(Records for this exercise Opens)

//! The authoritative tree host seam.
//!
//! The host owns the real bookmark tree; its API calls are the only way to
//! durably change it. The engine mirrors it, diffs against it and replays
//! operations through this trait.

use async_trait::async_trait;
use tokio::sync::mpsc;

use crate::types::errors::HostError;
use crate::types::host::{CreateRequest, Destination, HostEvent, NodeChanges};
use crate::types::node::Node;

#[async_trait]
pub trait TreeHost: Send + Sync {
    /// Full snapshot, every node with its current parent and index.
    async fn get_tree(&self) -> Result<Vec<Node>, HostError>;

    async fn create(&self, request: CreateRequest) -> Result<Node, HostError>;

    async fn update(&self, id: &str, changes: NodeChanges) -> Result<Node, HostError>;

    /// Moves a node. `destination.index` is the node's final index among its
    /// new siblings.
    async fn move_node(&self, id: &str, destination: Destination) -> Result<Node, HostError>;

    /// Removes a bookmark or an empty folder.
    async fn remove(&self, id: &str) -> Result<(), HostError>;

    /// Removes a folder with everything below it.
    async fn remove_subtree(&self, id: &str) -> Result<(), HostError>;

    /// Registers for change notifications. Hosts without notifications return `None`.
    fn subscribe(&self) -> Option<mpsc::UnboundedReceiver<HostEvent>> {
        None
    }
}
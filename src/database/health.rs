//! Schema health check: expected collections and indexes versus what exists.

use rusqlite::Connection;
use serde::{Deserialize, Serialize};

use super::migrations;

/// Discrepancies between the expected schema and the database contents.
#[derive(Debug, Clone, Default, PartialEq, Eq, Serialize, Deserialize)]
pub struct HealthReport {
    pub healthy: bool,
    pub schema_version: i32,
    pub missing_tables: Vec<String>,
    pub missing_indexes: Vec<String>,
    pub extra_tables: Vec<String>,
    pub extra_indexes: Vec<String>,
    /// Set when the schema could not be inspected at all.
    pub error: Option<String>,
}

/// Compares the expected schema against `sqlite_master`. Never fails.
pub fn check_health(conn: &Connection) -> HealthReport {
    let tables = match list_objects(conn, "table") {
        Ok(t) => t,
        Err(e) => return unreadable(e),
    };
    let indexes = match list_objects(conn, "index") {
        Ok(i) => i,
        Err(e) => return unreadable(e),
    };

    let expected_tables = migrations::expected_tables();
    let expected_indexes = migrations::expected_indexes();

    let missing_tables: Vec<String> = expected_tables
        .iter()
        .filter(|t| !tables.iter().any(|have| have == *t))
        .map(|t| t.to_string())
        .collect();
    let missing_indexes: Vec<String> = expected_indexes
        .iter()
        .filter(|i| !indexes.iter().any(|have| have == *i))
        .map(|i| i.to_string())
        .collect();
    let extra_tables: Vec<String> = tables
        .iter()
        .filter(|t| !expected_tables.contains(&t.as_str()))
        .cloned()
        .collect();
    let extra_indexes: Vec<String> = indexes
        .iter()
        .filter(|i| !expected_indexes.contains(&i.as_str()))
        .cloned()
        .collect();

    HealthReport {
        healthy: missing_tables.is_empty() && missing_indexes.is_empty(),
        schema_version: migrations::get_schema_version(conn),
        missing_tables,
        missing_indexes,
        extra_tables,
        extra_indexes,
        error: None,
    }
}

/// Lists user objects of a kind, skipping SQLite's internal ones.
fn list_objects(conn: &Connection, kind: &str) -> Result<Vec<String>, rusqlite::Error> {
    let mut stmt = conn.prepare(
        "SELECT name FROM sqlite_master WHERE type = ?1 AND name NOT LIKE 'sqlite_%' ORDER BY name",
    )?;
    let rows = stmt.query_map([kind], |row| row.get(0))?;
    rows.collect()
}

fn unreadable(err: rusqlite::Error) -> HealthReport {
    HealthReport {
        healthy: false,
        error: Some(err.to_string()),
        ..HealthReport::default()
    }
}
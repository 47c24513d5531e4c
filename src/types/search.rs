use serde::{Deserialize, Serialize};

use super::node::BookmarkRecord;

/// Result ordering for a search.
#[derive(Debug, Clone, Copy, PartialEq, Eq, Default, Serialize, Deserialize)]
#[serde(rename_all = "snake_case")]
pub enum SortBy {
    #[default]
    Relevance,
    Title,
    DateAdded,
    Url,
}

/// Caller-supplied search options. Serialized as part of the cache key.
#[derive(Debug, Clone, PartialEq, Serialize, Deserialize)]
#[serde(default)]
pub struct SearchOptions {
    pub limit: usize,
    pub min_score: f64,
    pub sort_by: SortBy,
    pub include_folders: bool,
    pub use_metadata: bool,
}

impl Default for SearchOptions {
    fn default() -> Self {
        Self {
            limit: 50,
            min_score: 0.0,
            sort_by: SortBy::Relevance,
            include_folders: false,
            use_metadata: true,
        }
    }
}

/// A record field that can contribute to a score.
#[derive(Debug, Clone, Copy, PartialEq, Eq, Hash, Serialize, Deserialize)]
#[serde(rename_all = "snake_case")]
pub enum MatchField {
    Title,
    Url,
    Domain,
    Keywords,
    Tags,
    MetaTitle,
    MetaDescription,
    MetaKeywords,
}

/// A matched span inside a field value. Offsets are byte offsets into the original value.
#[derive(Debug, Clone, PartialEq, Eq, Serialize, Deserialize)]
pub struct Highlight {
    pub field: MatchField,
    pub start: usize,
    pub end: usize,
    pub text: String,
}

/// One ranked search hit.
#[derive(Debug, Clone, PartialEq, Serialize, Deserialize)]
pub struct SearchResult {
    pub record: BookmarkRecord,
    pub score: f64,
    pub matched_fields: Vec<MatchField>,
    pub highlights: Vec<Highlight>,
}

/// Outcome of the last metadata crawl of a bookmark.
#[derive(Debug, Clone, Copy, PartialEq, Eq, Serialize, Deserialize)]
#[serde(rename_all = "snake_case")]
pub enum CrawlStatus {
    Success,
    Failed,
}

impl CrawlStatus {
    pub fn as_str(&self) -> &'static str {
        match self {
            CrawlStatus::Success => "success",
            CrawlStatus::Failed => "failed",
        }
    }

    pub fn parse(value: &str) -> Self {
        if value == "failed" {
            CrawlStatus::Failed
        } else {
            CrawlStatus::Success
        }
    }
}

/// Page metadata collected for a bookmark, keyed by bookmark id.
#[derive(Debug, Clone, PartialEq, Serialize, Deserialize)]
pub struct CrawlMetadata {
    pub bookmark_id: String,
    pub title: Option<String>,
    pub description: Option<String>,
    pub keywords: Vec<String>,
    pub status: CrawlStatus,
    /// Milliseconds since the UNIX epoch.
    pub crawled_at: i64,
}

/// A past query kept in the `search_history` collection.
#[derive(Debug, Clone, PartialEq, Eq, Serialize, Deserialize)]
pub struct SearchHistoryEntry {
    pub id: i64,
    pub query: String,
    pub result_count: usize,
    pub timestamp: i64,
}

/// A cached favicon for a domain.
#[derive(Debug, Clone, PartialEq, Eq, Serialize, Deserialize)]
pub struct FaviconEntry {
    pub domain: String,
    pub data: Vec<u8>,
    pub mime_type: String,
    pub updated_at: i64,
}
//! Snapshot Differencer.
//!
//! Compares two tree snapshots by id and produces the typed operations that
//! turn the first into the second. Operations come out grouped as creates,
//! deletes, then updates and moves; the executor decides the replay order.

use std::collections::{HashMap, HashSet};

use serde::{Deserialize, Serialize};
use tracing::debug;

use super::proposal_tree::{is_temp_id, BookmarkTree};
use crate::types::errors::TreeError;
use crate::types::node::Node;
use crate::types::operation::{ChangeField, DiffResult, FieldChange, Operation, OperationKind, Position};

/// Parent id given to top-level nodes of both snapshots while comparing.
pub const SYNTHETIC_ROOT_ID: &str = "__root__";

/// What to do with operations that involve staged (temporary) ids.
#[derive(Debug, Clone, Copy, PartialEq, Eq, Default, Serialize, Deserialize)]
#[serde(rename_all = "lowercase")]
pub enum TempIdPolicy {
    /// Keep them; the executor maps temporary ids to host ids as creates resolve.
    #[default]
    Defer,
    /// Drop every operation that references a temporary id.
    Exclude,
}

#[derive(Debug, Clone, Copy, Default, PartialEq, Eq, Serialize, Deserialize)]
pub struct DiffOptions {
    pub temp_ids: TempIdPolicy,
}

struct Entry {
    node: Node,
    staged_at: Option<Position>,
    descendants: usize,
}

/// Flattens a snapshot into pre-order ids plus an id map.
fn flatten(tree: &BookmarkTree) -> (Vec<String>, HashMap<String, Entry>) {
    let mut order = Vec::new();
    let mut map = HashMap::new();
    tree.visit(|tree_node, _| {
        let mut node = tree_node.node.clone();
        if node.parent_id.is_none() {
            node.parent_id = Some(SYNTHETIC_ROOT_ID.to_string());
        }
        order.push(node.id.clone());
        map.insert(
            node.id.clone(),
            Entry {
                node,
                staged_at: tree_node.staged_at.clone(),
                descendants: tree_node.descendant_count(),
            },
        );
    });
    (order, map)
}

fn position_of(node: &Node) -> Position {
    Position::new(node.parent_id.clone().unwrap_or_default(), node.index)
}

/// Operations that turn `old` into `new`, keeping temporary ids.
pub fn diff(old: &BookmarkTree, new: &BookmarkTree) -> DiffResult {
    diff_with(old, new, DiffOptions::default())
}

/// Diffs two flat node lists.
pub fn diff_nodes(old: &[Node], new: &[Node], options: DiffOptions) -> Result<DiffResult, TreeError> {
    Ok(diff_with(
        &BookmarkTree::from_nodes(old)?,
        &BookmarkTree::from_nodes(new)?,
        options,
    ))
}

pub fn diff_with(old: &BookmarkTree, new: &BookmarkTree, options: DiffOptions) -> DiffResult {
    let timestamp = chrono::Utc::now().timestamp_millis();
    let (old_order, old_map) = flatten(old);
    let (new_order, new_map) = flatten(new);

    let roots: HashSet<&str> = old
        .roots()
        .iter()
        .chain(new.roots().iter())
        .map(|r| r.node.id.as_str())
        .collect();

    let mut creates = Vec::new();
    let mut deletes = Vec::new();
    let mut changes = Vec::new();

    for id in &new_order {
        if roots.contains(id.as_str()) || old_map.contains_key(id) {
            continue;
        }
        let entry = &new_map[id];
        let current = position_of(&entry.node);
        let staged = entry
            .staged_at
            .clone()
            .filter(|s| s != &current && new_map.get(&s.parent_id).is_some_and(|p| p.node.is_folder()));

        match staged {
            Some(staged) => {
                let mut node = entry.node.clone();
                node.parent_id = Some(staged.parent_id.clone());
                node.index = staged.index;
                creates.push(Operation::new(
                    OperationKind::Create {
                        node,
                        parent_id: staged.parent_id.clone(),
                        index: staged.index,
                    },
                    timestamp,
                ));
                creates.push(Operation::new(
                    OperationKind::Move {
                        node_id: id.clone(),
                        from: staged,
                        to: current,
                    },
                    timestamp,
                ));
            }
            None => creates.push(Operation::new(
                OperationKind::Create {
                    node: entry.node.clone(),
                    parent_id: current.parent_id,
                    index: current.index,
                },
                timestamp,
            )),
        }
    }

    for id in &old_order {
        if roots.contains(id.as_str()) || new_map.contains_key(id) {
            continue;
        }
        let entry = &old_map[id];
        // A deleted ancestor already takes this node with it
        let parent_deleted = entry
            .node
            .parent_id
            .as_ref()
            .is_some_and(|p| old_map.contains_key(p) && !new_map.contains_key(p));
        if parent_deleted {
            continue;
        }
        let position = position_of(&entry.node);
        deletes.push(Operation::new(
            OperationKind::Delete {
                node: entry.node.clone(),
                parent_id: position.parent_id,
                index: position.index,
                descendant_count: entry.descendants,
            },
            timestamp,
        ));
    }

    for id in &new_order {
        if roots.contains(id.as_str()) {
            continue;
        }
        let (Some(before), Some(after)) = (old_map.get(id), new_map.get(id)) else {
            continue;
        };

        let mut field_changes = Vec::new();
        if before.node.title != after.node.title {
            field_changes.push(FieldChange {
                field: ChangeField::Title,
                old_value: Some(before.node.title.clone()),
                new_value: Some(after.node.title.clone()),
            });
        }
        if before.node.url != after.node.url {
            field_changes.push(FieldChange {
                field: ChangeField::Url,
                old_value: before.node.url.clone(),
                new_value: after.node.url.clone(),
            });
        }
        if !field_changes.is_empty() {
            changes.push(Operation::new(
                OperationKind::Update {
                    node_id: id.clone(),
                    changes: field_changes,
                },
                timestamp,
            ));
        }

        let from = position_of(&before.node);
        let to = position_of(&after.node);
        if from != to {
            changes.push(Operation::new(
                OperationKind::Move {
                    node_id: id.clone(),
                    from,
                    to,
                },
                timestamp,
            ));
        }
    }

    let mut operations: Vec<Operation> = creates.into_iter().chain(deletes).chain(changes).collect();
    if options.temp_ids == TempIdPolicy::Exclude {
        let before = operations.len();
        operations.retain(|op| !op.referenced_ids().iter().any(|id| is_temp_id(id)));
        debug!(dropped = before - operations.len(), "excluded operations on temporary ids");
    }

    let result = DiffResult::new(operations);
    debug!(
        creates = result.stats.creates,
        deletes = result.stats.deletes,
        updates = result.stats.updates,
        moves = result.stats.moves,
        "snapshots compared"
    );
    result
}
// Tidymarks platform abstraction
// Provides platform-specific paths and a memory probe used to size write batches.
//
// Uses `cfg(target_os)` for conditional compilation to select the correct
// platform-specific implementation at compile time.

use std::path::PathBuf;

#[cfg(target_os = "linux")]
mod linux;

#[cfg(target_os = "macos")]
mod macos;

#[cfg(target_os = "windows")]
mod windows;

#[cfg(target_os = "linux")]
use linux as imp;

#[cfg(target_os = "macos")]
use macos as imp;

#[cfg(target_os = "windows")]
use windows as imp;

/// Returns the platform-specific configuration directory.
///
/// - **Linux**: `~/.config/tidymarks` (or `$XDG_CONFIG_HOME/tidymarks`)
/// - **macOS**: `~/Library/Application Support/Tidymarks`
/// - **Windows**: `%APPDATA%/Tidymarks`
pub fn get_config_dir() -> PathBuf {
    imp::get_config_dir()
}

/// Returns the platform-specific data directory (where the database lives).
pub fn get_data_dir() -> PathBuf {
    imp::get_data_dir()
}

/// Default location of the bookmark database file.
pub fn default_database_path() -> PathBuf {
    get_data_dir().join("bookmarks.db")
}

/// Best-effort estimate of currently available physical memory.
pub fn available_memory_bytes() -> Option<u64> {
    imp::available_memory_bytes()
}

(Records for this exercise Closes)

### Your assignment
What is needed is a single figure, the number of lines in the entries above that contain "HostEvent".

### Reply to the task
2